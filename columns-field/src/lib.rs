//! Field multiplexing for Columns.
//!
//! The host stores a whole row of columns in one array-valued field. Each
//! column's item editor expects a field of its own. This crate bridges the two:
//!
//! ```text
//!             ┌──────────────────────────────┐
//!  host ────▶ │ ColumnsField  Option<[Column]>│ ──▶ FieldChannel
//!             └──────────────────────────────┘        │
//!                ▲ update_column / remove_column      │ Whole / Slice(i)
//!             ┌──────────────────────────────┐        ▼
//!             │ EntryField (owner of columns) │   VirtualFieldView(i)
//!             └──────────────────────────────┘        │  read / write / subscribe
//!                                                     ▼
//!                                              ColumnController(i)
//! ```
//!
//! A [`VirtualFieldView`] implements the same [`Field`] trait as the backing
//! field, so item editors cannot tell them apart. Views never write the array
//! themselves; they hand a replacement column to the [`ColumnOwner`].

mod backing;
mod channel;
mod controller;
mod entry;
pub mod error;
mod field;
mod picker;
mod view;

pub use backing::ColumnsField;
pub use channel::{FieldChannel, Subscription, SubscriptionScope};
pub use controller::{ColumnController, ColumnSizeChange, LinkOutcome, ResolvedSize};
pub use entry::{BreakpointSizeState, ColumnState, EntryField, InstanceParameters};
pub use error::{FieldError, FieldResult};
pub use field::{Field, FieldInfo, Listener};
pub use picker::EntryPicker;
pub use view::{place_column, ColumnOwner, VirtualFieldView};
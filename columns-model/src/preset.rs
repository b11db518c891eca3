use columns_types::{slugify, Uid};
use serde::{Deserialize, Serialize};

use crate::breakpoint::set_non_empty;
use crate::ContentType;

/// Accepted content types bound to one breakpoint set.
///
/// `breakpoints` holds a [`crate::BreakpointSet`] id; it is a weak reference
/// and may dangle. An empty `accepted_content_types` accepts nothing.
#[derive(Debug, Clone, PartialEq, Eq, Serialize, Deserialize)]
#[serde(rename_all = "camelCase")]
pub struct Preset {
    pub id: String,
    pub uid: Uid,
    pub name: String,
    pub accepted_content_types: Vec<String>,
    pub breakpoints: String,
}

impl Preset {
    pub fn new(name: impl Into<String>, accepted_content_types: Vec<String>, breakpoints: impl Into<String>) -> Self {
        let name = name.into();
        Self {
            id: slugify(&name),
            uid: Uid::new(),
            name,
            accepted_content_types,
            breakpoints: breakpoints.into(),
        }
    }

    pub fn accepts(&self, content_type: &str) -> bool {
        self.accepted_content_types.iter().any(|c| c == content_type)
    }

    /// Renames the preset and re-derives its id. Empty input is ignored.
    pub fn rename(&mut self, name: &str) -> bool {
        if name.is_empty() {
            return false;
        }
        self.name = name.to_string();
        self.id = slugify(name);
        true
    }

    /// Points the preset at another breakpoint set id. Empty input is ignored.
    pub fn set_breakpoints(&mut self, id: &str) -> bool {
        set_non_empty(&mut self.breakpoints, id)
    }

    /// Adds `content_type` if absent, removes it if present.
    pub fn toggle_content_type(&mut self, content_type: &str) {
        match self.accepted_content_types.iter().position(|c| c == content_type) {
            Some(index) => {
                self.accepted_content_types.remove(index);
            }
            None => self.accepted_content_types.push(content_type.to_string()),
        }
    }

    /// Accepts every content type in the catalog.
    pub fn select_all(&mut self, catalog: &[ContentType]) {
        self.accepted_content_types = catalog.iter().map(|c| c.id.clone()).collect();
    }

    pub fn clear(&mut self) {
        self.accepted_content_types.clear();
    }

    /// Copy under a new name with a fresh uid.
    pub fn copy_as(&self, name: &str) -> Self {
        Self::new(name, self.accepted_content_types.clone(), self.breakpoints.clone())
    }
}
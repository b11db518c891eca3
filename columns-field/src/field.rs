use serde::{Deserialize, Serialize};

use crate::channel::Subscription;
use crate::error::FieldResult;

/// Callback invoked with a field's new value.
pub type Listener<T> = Box<dyn Fn(&T) + Send + Sync>;

/// Static description of a field, passed through unchanged by virtual views.
#[derive(Debug, Clone, Default, PartialEq, Eq, Serialize, Deserialize)]
#[serde(rename_all = "camelCase")]
pub struct FieldInfo {
    pub id: String,
    pub name: String,
    pub locale: String,
    pub field_type: String,
    pub required: bool,
}

impl FieldInfo {
    pub fn new(id: impl Into<String>) -> Self {
        Self {
            id: id.into(),
            name: String::new(),
            locale: "en-US".to_string(),
            field_type: "Object".to_string(),
            required: false,
        }
    }

    pub fn with_locale(mut self, locale: impl Into<String>) -> Self {
        self.locale = locale.into();
        self
    }
}

/// The capability surface a field editor works against.
pub trait Field: Send + Sync {
    type Value: Clone + PartialEq + Send + Sync + 'static;

    fn info(&self) -> &FieldInfo;

    /// The current value, or `None` when the field has never been written.
    fn get_value(&self) -> Option<Self::Value>;

    /// Writes a value and resolves with the value now held.
    fn set_value(&self, value: Self::Value) -> FieldResult<Self::Value>;

    /// Registers for change notifications until the returned guard is dropped.
    fn on_value_changed(&self, listener: Listener<Self::Value>) -> Subscription;
}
* * *
### WHAT IS BEING ASKED
Scan the data above for the string "Debug" and copy each line where it appears.

### TASK SOLUTION
#[derive(Debug, Clone, PartialEq, Eq, Serialize, Deserialize)]
#[derive(Debug, Clone, Default, PartialEq, Eq, Serialize, Deserialize)]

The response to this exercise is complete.